Je ne savais pas ce qui m'avais poussé à me jeter sur lui, mais tout mon corps me l'avait ordonné. Il avait besoin de se calmer, de retrouver un repos face à cette crise de folie passagère. Mais, ma tête contre sa poitrine, je retrouvais bientôt toute ma lucidité, écoutant les battements de son cœur si apaisant. Je le laissai m'embrasser car je le voulais autant que lui. Je le laissai aussi se presser plus fort contre ma bouche, offrant peu à peu ma langue pour jouer avec la sienne. Ma main chuta sur le bas de ses reins et je l'agrippai bientôt sans m'en rendre compte. Il brisa ce lien pour me parler, mais tout ce que je voulais c'était à nouveau ses lèvres. Je les dévorais de mon regard brûlant. - Tu n'as pas à avoir peur avec moi. Je te l'ai dit, plusieurs fois, de façons différentes, je serai toujours là pour toi. Tu sais quoi ? On oublie les aborigènes. On part, tous les deux, tout ce week-end. Au bord de la plage, rien que toi et moi. J'ai une tente et tout ce qu'il faut. Reste avec moi, tu veux ? Je cédai peu à peu à chaque nouveau de ses baisers.

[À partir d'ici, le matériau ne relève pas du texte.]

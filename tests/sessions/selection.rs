#![allow(
    clippy::panic,
    clippy::unwrap_used,
    clippy::expect_used,
    clippy::indexing_slicing
)]

use crate::common::{test_game_config, Pair};
use princess_of_fire::telemetry::ViolationKind;
use princess_of_fire::{GameError, GameEvent, GamePhase, PlayerType, Screen};

#[test]
fn choices_show_up_on_both_screens() {
    let mut pair = Pair::new(test_game_config());
    pair.connect();
    pair.select_characters();
    pair.frame();

    assert_eq!(
        pair.host.screen(),
        Some(Screen::CharacterSelect {
            local: PlayerType::Princess,
            opponent: PlayerType::Dragon,
        })
    );
    assert_eq!(
        pair.guest.screen(),
        Some(Screen::CharacterSelect {
            local: PlayerType::Dragon,
            opponent: PlayerType::Princess,
        })
    );
    assert!(pair
        .host_events
        .contains(&GameEvent::OpponentSelected(PlayerType::Dragon)));
    assert!(pair
        .guest_events
        .contains(&GameEvent::OpponentSelected(PlayerType::Princess)));
}

#[test]
fn a_taken_character_cannot_be_picked() {
    let mut pair = Pair::new(test_game_config());
    pair.connect();
    pair.host.choose_character(PlayerType::Dragon).unwrap();
    pair.frames(3);

    assert_eq!(
        pair.guest.choose_character(PlayerType::Dragon),
        Err(GameError::CharacterTaken {
            character: PlayerType::Dragon
        })
    );
    assert_eq!(
        pair.guest.state().shared().local_selection(),
        PlayerType::Unchosen
    );
    pair.guest.choose_character(PlayerType::Princess).unwrap();
}

#[test]
fn host_wins_a_simultaneous_pick() {
    let mut pair = Pair::new(test_game_config());
    pair.connect();

    // both pick before either write crosses the link
    pair.host.choose_character(PlayerType::Princess).unwrap();
    pair.guest.choose_character(PlayerType::Princess).unwrap();
    pair.run_until("guest yielding", |pair| {
        pair.guest_events.contains(&GameEvent::SelectionRevoked)
    });
    pair.frames(3);

    assert_eq!(
        pair.host.state().shared().local_selection(),
        PlayerType::Princess
    );
    assert_eq!(
        pair.guest.state().shared().local_selection(),
        PlayerType::Unchosen
    );
    assert_eq!(
        pair.host.state().shared().peer_selection(),
        PlayerType::Unchosen
    );
    assert!(pair
        .host_events
        .contains(&GameEvent::OpponentSelected(PlayerType::Unchosen)));
}

#[test]
fn start_needs_two_distinct_characters() {
    let mut pair = Pair::new(test_game_config());
    pair.connect();

    assert_eq!(pair.host.request_start(), Ok(None));
    pair.host.choose_character(PlayerType::Princess).unwrap();
    pair.frames(3);
    assert_eq!(pair.host.request_start(), Ok(None));
    assert_eq!(pair.guest.request_start(), Ok(None));
    pair.frames(3);

    assert_eq!(pair.host.phase(), GamePhase::Select);
    assert_eq!(pair.guest.phase(), GamePhase::Select);
}

#[test]
fn guest_start_request_is_granted_by_the_host() {
    let mut pair = Pair::new(test_game_config());
    pair.connect();
    pair.select_characters();

    assert_eq!(pair.guest.request_start(), Ok(None));
    assert_eq!(pair.guest.phase(), GamePhase::Select);
    pair.run_until("both playing", |pair| {
        pair.host.phase() == GamePhase::Play && pair.guest.phase() == GamePhase::Play
    });
    assert!(pair.host_events.contains(&GameEvent::PhaseChanged {
        from: GamePhase::Select,
        to: GamePhase::Play,
    }));
    assert!(pair.host_observer.is_empty());
}

#[test]
fn tutorial_round_trip() {
    let mut pair = Pair::new(test_game_config());
    pair.connect();

    let transition = pair.host.request_tutorial().unwrap().unwrap();
    assert_eq!(transition.to, GamePhase::Tutorial);
    pair.run_until("guest in tutorial", |pair| {
        pair.guest.phase() == GamePhase::Tutorial
    });
    assert_eq!(pair.guest.screen(), Some(Screen::Tutorial));

    assert_eq!(pair.guest.exit_tutorial(), Ok(None));
    pair.run_until("both back in selection", |pair| {
        pair.host.phase() == GamePhase::Select && pair.guest.phase() == GamePhase::Select
    });
    assert_eq!(
        pair.guest_events
            .iter()
            .filter(|e| matches!(e, GameEvent::PhaseChanged { .. }))
            .count(),
        2
    );
}

#[test]
fn selection_is_locked_outside_select() {
    let mut pair = Pair::new(test_game_config());
    pair.enter_play();

    assert_eq!(
        pair.guest.choose_character(PlayerType::Princess),
        Err(GameError::WrongPhase {
            expected: GamePhase::Select,
            actual: GamePhase::Play,
        })
    );
    assert!(!pair.guest_observer.has_violation(ViolationKind::Attribute));
}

Mes mains remontèrent pour prendre son visage et lui empêcher toute fuite, puis entre deux souffles ardent contre ses lèvres je lui demandais. « Pourquoi tu es aussi compréhensif avec moi ? Je viens de te parler comme à un chien et toi tu me proposes d'annuler ce que tu prépares depuis des mois... » Peut-être que cette gentillesse n'était qu'un moyen de me mettre sur la liste ? Mais, je m'en moquais complétement. Je voulais que ses baisers ne s'estompent jamais. Je voulais que nos odeurs ne fassent plus qu'une.

Je me fis glisser complétement sur lui et sur son siège tout en faisant mienne ses lèvres. Je chercha à tâtons sur le côté le levier pour abaisser son siège et dans un crac sonore. Je le fis chuter en arrière, son siège complétement à l'horizontal. Je me couchai sur lui, j'arrêtai mes baisers et plongeai dans ses yeux un court instant. Ma voix se fit fébrile et hésitante. « Je veux rester avec toi Sam'...Et, je ne veux pas te quitter, même pas cette nuit, si tu comprends ce que j'essaye de te dire ? » Je pense que je n'avais pas besoin de lui un dessin ? Mon corps parlait pour moi. Celui-ci se lovant contre lui, insérant mes jambes de chaque côté avec le besoin de me frotter à lui, de sentir cette tension en lui. Pour que je puis-ce être rassuré d'avoir encore un peu de pouvoir sur mon voisin du dessous. Mes baisers se faisaient plus intrusifs avec la bouche complétement ouverte comme si j'avais pu avaler sa mâchoire entièrement. « Ici...Là-bas...Ailleurs...Je m'en fiche, tant que c'est avec toi.» Mes mains arpentèrent son torse, ma bouche mutine s'en alla gouter sa nuque, puis sa clavicule. Mon corps était comme de la braise. J'étais tendu comme un arc, ma virilité hurlant contre ma jambe endolori. Tout cela, c'était le fruit de ce que je ressentais pour Samuel. Je laissais tout sortir, même si cela pouvait nous briser.